Since 2006 beekeepers have been noticing their honeybee populations have been dying off at increasingly rapid rates. Subsequently researchers have been scrambling to come up with an accurate explanation and an effective strategy to save the bees and in turn save us homo sapiens from extinction.
Recent harsh winters that stay freezing cold well into spring have been instrumental in decimating the honeybee population in Iowa by up to 70%as well as the other historically high yielding honey states – the Dakotas, Montana, Minnesota. The northern Plains and Midwestern states that have regionally always produced the nation’s most honey have been severely hurt by the long harsh winters in the last couple years.

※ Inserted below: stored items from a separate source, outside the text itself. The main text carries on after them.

//! # Genetic Optimizer
//!
//! Population-based optimization over feasible candidate timetables.
//! The feasibility solver supplies the seeds; evolution lowers their
//! soft-constraint cost under the configured weights.
//!
//! One generation is select, crossover with repair, mutate, evaluate.
//! Every operator preserves hard feasibility: crossover children are
//! repaired with the solver's forward-checking pass restricted to the
//! clashing sessions, and mutation resamples from the session's static
//! domain until it finds a clash-free placement. Elitism carries the
//! best candidate into the next generation unconditionally, so the best
//! cost never regresses.

pub mod crossover;
pub mod mutation;
pub mod optimizer;
pub mod selection;

pub use crossover::{partition_crossover, PartitionAxis};
pub use mutation::mutate;
pub use optimizer::{GeneticOptimizer, OptimizerOutcome, RankedCandidate};
pub use selection::{SelectionStrategy, TournamentSelection};
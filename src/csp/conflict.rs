//! Infeasibility reporting.
//!
//! When the search exhausts the space, the caller gets more than a bare
//! failure: the session that could not be placed at the deepest point the
//! search reached, and the constraints that emptied its domain there.
//! That set is the actionable part; it tells an administrator which
//! resources are over-subscribed.

use std::fmt;

use crate::model::ConstraintViolation;

/// The conflicting constraint set witnessed at the deepest backtrack
/// frontier of an exhausted search.
#[derive(Debug, Clone)]
pub struct InfeasibilityReport {
    /// Description of the session that could not be placed.
    pub session: String,
    /// The constraints that eliminated its remaining placements.
    pub conflicts: Vec<ConstraintViolation>,
}

impl InfeasibilityReport {
    pub fn new(session: String, conflicts: Vec<ConstraintViolation>) -> Self {
        Self { session, conflicts }
    }
}

impl fmt::Display for InfeasibilityReport {
    fn fmt(&self, f: &mut fmt::Formatter<'_>) -> fmt::Result {
        write!(f, "{} cannot be placed", self.session)?;
        if self.conflicts.is_empty() {
            return write!(f, " (no placement satisfies its static requirements)");
        }
        write!(f, "; conflicting constraints: ")?;
        for (i, v) in self.conflicts.iter().enumerate() {
            if i > 0 {
                write!(f, "; ")?;
            }
            write!(f, "{}", v)?;
        }
        Ok(())
    }
}
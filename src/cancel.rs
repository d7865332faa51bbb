//! Cooperative cancellation.
//!
//! A [`CancelToken`] is shared between the job orchestrator and the worker
//! running a generation. The searches check it at well-defined
//! checkpoints (between backtracking frames, between optimizer
//! generations); there is no forced preemption.

use std::sync::atomic::{AtomicBool, Ordering};
use std::sync::Arc;

/// A shared flag requesting cooperative cancellation.
///
/// Cloning produces handles to the same flag. Cancellation is permanent:
/// once set, the flag never clears.
#[derive(Debug, Clone, Default)]
pub struct CancelToken {
    flag: Arc<AtomicBool>,
}

impl CancelToken {
    pub fn new() -> Self {
        Self::default()
    }

    /// Requests cancellation. Safe to call from any thread, any number of
    /// times.
    pub fn cancel(&self) {
        self.flag.store(true, Ordering::Relaxed);
    }

    /// Whether cancellation has been requested.
    pub fn is_cancelled(&self) -> bool {
        self.flag.load(Ordering::Relaxed)
    }
}
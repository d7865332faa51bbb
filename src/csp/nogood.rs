//! No-good cache.
//!
//! Records (session, placement) choices whose subtree was exhausted, so
//! the search does not re-derive the same dead end after dynamic
//! reordering brings the session back. Entries are only valid while the
//! prefix of decisions they were derived under is still in place, so the
//! cache is depth-tagged and invalidated on backtracking.

use std::collections::HashMap;

use crate::model::Placement;

#[derive(Debug, Default)]
pub(crate) struct NoGoodCache {
    entries: HashMap<(usize, Placement), usize>,
}

impl NoGoodCache {
    pub(crate) fn new() -> Self {
        Self::default()
    }

    /// Records that assigning `session` to `placement` under the decision
    /// prefix of length `depth` leads to failure.
    pub(crate) fn insert(&mut self, session: usize, placement: Placement, depth: usize) {
        self.entries.insert((session, placement), depth);
    }

    pub(crate) fn contains(&self, session: usize, placement: Placement) -> bool {
        self.entries.contains_key(&(session, placement))
    }

    /// Drops entries derived under a prefix longer than `depth`. Called
    /// when the decision at `depth` changes, which invalidates everything
    /// learned below it.
    pub(crate) fn invalidate_deeper_than(&mut self, depth: usize) {
        self.entries.retain(|_, d| *d <= depth);
    }

    #[cfg(test)]
    pub(crate) fn len(&self) -> usize {
        self.entries.len()
    }
}
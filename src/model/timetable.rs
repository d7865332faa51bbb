//! Finished timetables.
//!
//! The persistence-ready boundary shape handed back to the caller: one
//! entry per scheduled session with entity ids and wall-clock times, the
//! candidate's fitness score, its itemized violations, and aggregate
//! quality metrics.

use super::{
    BatchId, ConstraintViolation, FacultyId, RoomId, SessionKind, SubjectId,
};

/// One scheduled session in a finished timetable.
#[derive(Debug, Clone, PartialEq)]
#[cfg_attr(feature = "serde", derive(serde::Serialize, serde::Deserialize))]
pub struct TimetableEntry {
    pub subject: SubjectId,
    pub faculty: FacultyId,
    pub batch: BatchId,
    pub room: RoomId,
    pub kind: SessionKind,
    /// Day of week, 0 = Monday through 6 = Sunday.
    pub day: u8,
    /// Minutes from midnight.
    pub start_minute: u16,
    pub end_minute: u16,
}

/// Aggregate quality metrics for a finished timetable.
#[derive(Debug, Clone, PartialEq)]
#[cfg_attr(feature = "serde", derive(serde::Serialize, serde::Deserialize))]
pub struct ScheduleMetrics {
    pub hard_violations: usize,
    pub soft_violations: usize,
    /// Share of (slot, room) pairs in use, 0 to 100.
    pub room_utilization: f64,
    pub total_sessions: usize,
}

/// A ranked generation result.
///
/// Lower `cost` is better; the orchestrator returns timetables sorted by
/// ascending cost.
#[derive(Debug, Clone, PartialEq)]
#[cfg_attr(feature = "serde", derive(serde::Serialize, serde::Deserialize))]
pub struct Timetable {
    pub entries: Vec<TimetableEntry>,
    pub cost: f64,
    pub violations: Vec<ConstraintViolation>,
    pub metrics: ScheduleMetrics,
}
//! # Fitness Evaluator
//!
//! Computes the scalar cost of a candidate timetable as a weighted sum of
//! soft-constraint penalties, plus an itemized violation list for
//! explainability. Lower cost is better.
//!
//! Every penalty function is a pure count over the candidate, so a whole
//! population can be evaluated in parallel. Hard-constraint clashes,
//! which can appear transiently on unrepaired offspring, are charged
//! [`HARD_VIOLATION_COST`] each; the constant is chosen to dominate any
//! realistic soft-penalty sum, so feasible candidates always outrank
//! infeasible ones in selection.
//!
//! The exact shape of each penalty (the gap penalty is linear in idle
//! slots, workload imbalance is a per-day variance) is a documented
//! default; the weights are per-request configuration, never process
//! state.

use rayon::prelude::*;

use crate::model::{
    BatchId, Candidate, ConstraintKind, ConstraintViolation, FacultyId, Severity,
};
use crate::problem::Problem;

/// Cost charged per hard violation. Dominates any soft-constraint sum a
/// real instance can produce.
pub const HARD_VIOLATION_COST: f64 = 1_000_000.0;

/// Populations below this size are evaluated sequentially.
const PARALLEL_THRESHOLD: usize = 32;

/// Per-request weights of the soft constraints.
///
/// Passed in at submission time and never stored globally. A weight of
/// zero disables its penalty.
#[derive(Debug, Clone, Copy, PartialEq)]
#[cfg_attr(feature = "serde", derive(serde::Serialize, serde::Deserialize))]
pub struct SoftWeights {
    /// Per idle slot between a batch's first and last session of a day.
    pub idle_gap: f64,
    /// Per unit of per-day workload variance of a faculty member.
    pub workload_balance: f64,
    /// Per session placed outside its faculty's preferred windows.
    pub preference: f64,
    /// Per consecutive same-batch session pair that switches rooms.
    pub room_change: f64,
}

impl Default for SoftWeights {
    fn default() -> Self {
        Self {
            idle_gap: 1.0,
            workload_balance: 1.0,
            preference: 2.0,
            room_change: 0.5,
        }
    }
}

/// The result of evaluating one candidate.
#[derive(Debug, Clone)]
pub struct Evaluation {
    pub cost: f64,
    pub violations: Vec<ConstraintViolation>,
}

impl Evaluation {
    pub fn hard_count(&self) -> usize {
        self.violations
            .iter()
            .filter(|v| v.severity == Severity::Hard)
            .count()
    }

    pub fn soft_count(&self) -> usize {
        self.violations
            .iter()
            .filter(|v| v.severity == Severity::Soft)
            .count()
    }

    pub fn is_feasible(&self) -> bool {
        self.hard_count() == 0
    }
}

/// Evaluates candidates against a problem instance under configured
/// weights.
///
/// Evaluation is deterministic and side-effect-free: the same candidate
/// under the same weights always yields the same cost.
#[derive(Debug, Clone)]
pub struct FitnessEvaluator<'p> {
    problem: &'p Problem,
    weights: SoftWeights,
}

impl<'p> FitnessEvaluator<'p> {
    pub fn new(problem: &'p Problem, weights: SoftWeights) -> Self {
        Self { problem, weights }
    }

    pub fn weights(&self) -> &SoftWeights {
        &self.weights
    }

    /// Full evaluation with itemized violations.
    pub fn evaluate(&self, candidate: &Candidate) -> Evaluation {
        let mut violations = self.hard_violations(candidate);
        let mut cost = violations.len() as f64 * HARD_VIOLATION_COST;

        cost += self.idle_gap_penalty(candidate, &mut violations);
        cost += self.workload_penalty(candidate, &mut violations);
        cost += self.preference_penalty(candidate, &mut violations);
        cost += self.room_change_penalty(candidate, &mut violations);

        Evaluation { cost, violations }
    }

    /// Scalar cost only.
    pub fn cost(&self, candidate: &Candidate) -> f64 {
        self.evaluate(candidate).cost
    }

    /// Fills the cached cost of every candidate that does not have one.
    /// Parallel above a small threshold, sequential below it.
    pub fn evaluate_population(&self, population: &mut [Candidate]) {
        let fill = |candidate: &mut Candidate| {
            if candidate.cached_cost().is_none() {
                let cost = self.cost(candidate);
                candidate.set_cost(cost);
            }
        };
        if population.len() >= PARALLEL_THRESHOLD {
            population.par_iter_mut().for_each(fill);
        } else {
            population.iter_mut().for_each(fill);
        }
    }

    /// Pairwise hard clashes in the candidate. Unary requirements (room
    /// kind, capacity, availability) hold by construction because every
    /// placement comes from the session's static domain.
    pub fn hard_violations(&self, candidate: &Candidate) -> Vec<ConstraintViolation> {
        let problem = self.problem;
        let mut violations = Vec::new();
        for a in 0..candidate.len() {
            for b in (a + 1)..candidate.len() {
                if let Some(kind) =
                    problem.clash(a, candidate.placement(a), b, candidate.placement(b))
                {
                    violations.push(ConstraintViolation::new(
                        kind,
                        vec![problem.session(a).id, problem.session(b).id],
                        format!(
                            "{} overlaps {}",
                            problem.describe_session(a),
                            problem.describe_session(b)
                        ),
                    ));
                }
            }
        }
        violations
    }

    /// Session indices involved in at least one hard clash. The repair
    /// pass re-places exactly these.
    pub fn conflicting_sessions(&self, candidate: &Candidate) -> Vec<usize> {
        let problem = self.problem;
        let mut involved = vec![false; candidate.len()];
        for a in 0..candidate.len() {
            for b in (a + 1)..candidate.len() {
                if problem
                    .clash(a, candidate.placement(a), b, candidate.placement(b))
                    .is_some()
                {
                    involved[a] = true;
                    involved[b] = true;
                }
            }
        }
        involved
            .into_iter()
            .enumerate()
            .filter_map(|(i, hit)| hit.then_some(i))
            .collect()
    }

    fn sorted_batches(&self) -> Vec<BatchId> {
        let mut batches: Vec<BatchId> = self.problem.active_batches().collect();
        batches.sort();
        batches
    }

    fn sorted_faculty(&self) -> Vec<FacultyId> {
        let mut faculty: Vec<FacultyId> = self.problem.active_faculty().collect();
        faculty.sort();
        faculty
    }

    /// Idle slots between the first and last session of each batch-day,
    /// summed linearly.
    fn idle_gap_penalty(
        &self,
        candidate: &Candidate,
        violations: &mut Vec<ConstraintViolation>,
    ) -> f64 {
        let problem = self.problem;
        let mut total = 0.0;
        for batch in self.sorted_batches() {
            // day -> (first covered slot, last covered slot, busy count)
            let mut per_day: Vec<(u8, usize, usize, usize)> = Vec::new();
            for &sidx in problem.sessions_of_batch(batch) {
                let placement = candidate.placement(sidx);
                let duration = problem.session(sidx).duration_slots;
                let day = problem.slot(placement.slot).day;
                let range = problem.covered(placement, duration);
                match per_day.iter_mut().find(|(d, ..)| *d == day) {
                    Some((_, first, last, busy)) => {
                        *first = (*first).min(range.start);
                        *last = (*last).max(range.end);
                        *busy += range.len();
                    }
                    None => per_day.push((day, range.start, range.end, range.len())),
                }
            }
            for (day, first, last, busy) in per_day {
                let span = last - first;
                let gap = span.saturating_sub(busy);
                if gap > 0 {
                    total += gap as f64;
                    violations.push(ConstraintViolation::new(
                        ConstraintKind::IdleGap,
                        Vec::new(),
                        format!(
                            "{} has {} idle slot(s) on day {}",
                            problem.batch_name(batch),
                            gap,
                            day
                        ),
                    ));
                }
            }
        }
        total * self.weights.idle_gap
    }

    /// Variance of per-day assigned slots for each faculty member, taken
    /// over the days present in the slot catalog.
    fn workload_penalty(
        &self,
        candidate: &Candidate,
        violations: &mut Vec<ConstraintViolation>,
    ) -> f64 {
        let problem = self.problem;
        let mut teaching_days: Vec<u8> = problem.slots().iter().map(|s| s.day).collect();
        teaching_days.dedup();
        if teaching_days.len() < 2 {
            return 0.0;
        }

        let mut total = 0.0;
        for faculty in self.sorted_faculty() {
            let mut hours: Vec<usize> = vec![0; teaching_days.len()];
            for &sidx in problem.sessions_of_faculty(faculty) {
                let placement = candidate.placement(sidx);
                let duration = problem.session(sidx).duration_slots as usize;
                let day = problem.slot(placement.slot).day;
                if let Some(pos) = teaching_days.iter().position(|&d| d == day) {
                    hours[pos] += duration;
                }
            }
            let n = hours.len() as f64;
            let mean = hours.iter().sum::<usize>() as f64 / n;
            let variance = hours
                .iter()
                .map(|&h| {
                    let d = h as f64 - mean;
                    d * d
                })
                .sum::<f64>()
                / n;
            if variance > 0.0 {
                total += variance;
                violations.push(ConstraintViolation::new(
                    ConstraintKind::WorkloadImbalance,
                    Vec::new(),
                    format!(
                        "{} has uneven daily load (variance {:.2})",
                        problem.faculty_name(faculty),
                        variance
                    ),
                ));
            }
        }
        total * self.weights.workload_balance
    }

    /// One count per session placed outside every declared preferred
    /// window of its faculty. Faculty with no declared windows contribute
    /// nothing.
    fn preference_penalty(
        &self,
        candidate: &Candidate,
        violations: &mut Vec<ConstraintViolation>,
    ) -> f64 {
        let problem = self.problem;
        let mut misses = 0usize;
        for (sidx, session) in problem.sessions().iter().enumerate() {
            let windows: Vec<_> = problem.preferences_of(session.faculty).collect();
            if windows.is_empty() {
                continue;
            }
            let placement = candidate.placement(sidx);
            let inside = problem
                .covered(placement, session.duration_slots)
                .all(|slot| windows.iter().any(|w| w.covers(problem.slot(slot))));
            if !inside {
                misses += 1;
                violations.push(ConstraintViolation::new(
                    ConstraintKind::PreferenceMiss,
                    vec![session.id],
                    format!(
                        "{} placed outside {}'s preferred windows",
                        problem.describe_session(sidx),
                        problem.faculty_name(session.faculty)
                    ),
                ));
            }
        }
        misses as f64 * self.weights.preference
    }

    /// One count per consecutive same-batch session pair on a day that
    /// switches rooms.
    fn room_change_penalty(
        &self,
        candidate: &Candidate,
        violations: &mut Vec<ConstraintViolation>,
    ) -> f64 {
        let problem = self.problem;
        let mut changes = 0usize;
        for batch in self.sorted_batches() {
            let mut placed: Vec<(usize, usize)> = problem
                .sessions_of_batch(batch)
                .iter()
                .map(|&sidx| (candidate.placement(sidx).slot, sidx))
                .collect();
            placed.sort_unstable();
            for pair in placed.windows(2) {
                let (slot_a, a) = pair[0];
                let (slot_b, b) = pair[1];
                let same_day = problem.slot(slot_a).day == problem.slot(slot_b).day;
                if same_day && candidate.placement(a).room != candidate.placement(b).room {
                    changes += 1;
                    violations.push(ConstraintViolation::new(
                        ConstraintKind::RoomChange,
                        vec![problem.session(a).id, problem.session(b).id],
                        format!(
                            "{} moves rooms between consecutive sessions",
                            problem.batch_name(batch)
                        ),
                    ));
                }
            }
        }
        changes as f64 * self.weights.room_change
    }
}
use std::path::PathBuf;

use clap::{Args, Parser, Subcommand};

/// Drive the RuralCare offline worker from a shell.
#[derive(Parser, Debug)]
#[command(name = "ruralcare", version, about)]
pub struct Cli {
    #[command(subcommand)]
    pub command: Command,

    /// Cache database path (overrides RURALCARE_DB_PATH).
    #[arg(long, global = true)]
    pub db: Option<PathBuf>,

    /// App origin (overrides RURALCARE_ORIGIN).
    #[arg(long, global = true)]
    pub origin: Option<String>,
}

#[derive(Subcommand, Debug)]
pub enum Command {
    /// Pre-cache the static manifest.
    Install,

    /// Install, then delete stale partitions and take control.
    Activate,

    /// Route one request through the worker.
    Fetch(FetchArgs),

    /// Replay cached API state.
    Sync(SyncArgs),

    /// List cache partitions.
    Caches(CachesArgs),
}

#[derive(Args, Debug)]
pub struct FetchArgs {
    /// Absolute URL or path relative to the origin.
    pub url: String,

    /// Treat as a top-level document load.
    #[arg(long, default_value_t = false)]
    pub navigate: bool,
}

#[derive(Args, Debug)]
pub struct SyncArgs {
    /// Sync tag.
    #[arg(long, default_value = "background-sync")]
    pub tag: String,

    /// Deliver as a periodic sync.
    #[arg(long, default_value_t = false)]
    pub periodic: bool,
}

#[derive(Args, Debug)]
pub struct CachesArgs {
    /// Also list the URLs stored in each partition.
    #[arg(long, default_value_t = false)]
    pub entries: bool,
}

Florida as the third largest honey producer and especially California always among the top producers have been hit especially hard by decreasing bee colony populations. In 2006 when the problem of bee loss first was noticed, California was right up at the top with North Dakota producing nearly twice as much honey as the next state South Dakota but its bee numbers have incurred such heavy losses that in 2011, though still second, California’s honey production fell by nearly half in just six years. The recent severe drought in California has become an additional factor driving both its honey yield and bee numbers down as less rain means less flowers available to pollinate.
In the last half decade alone 30% of the national bee population has disappeared and nearly a third of all bee colonies in the U.S. have perished. Though the rate of bee depopulation is growing each year, 42% more last year than the year before, even at the current annual rate the estimated monetary loss is a colossal 30 billion dollars a year. With such an enormous loss in revenue, last month’s USDA announcement of just a three million dollar investment in farmer aid in comparison to the formidable challenge seems like a paltry drop in the bucket to making any real dent in the epidemic.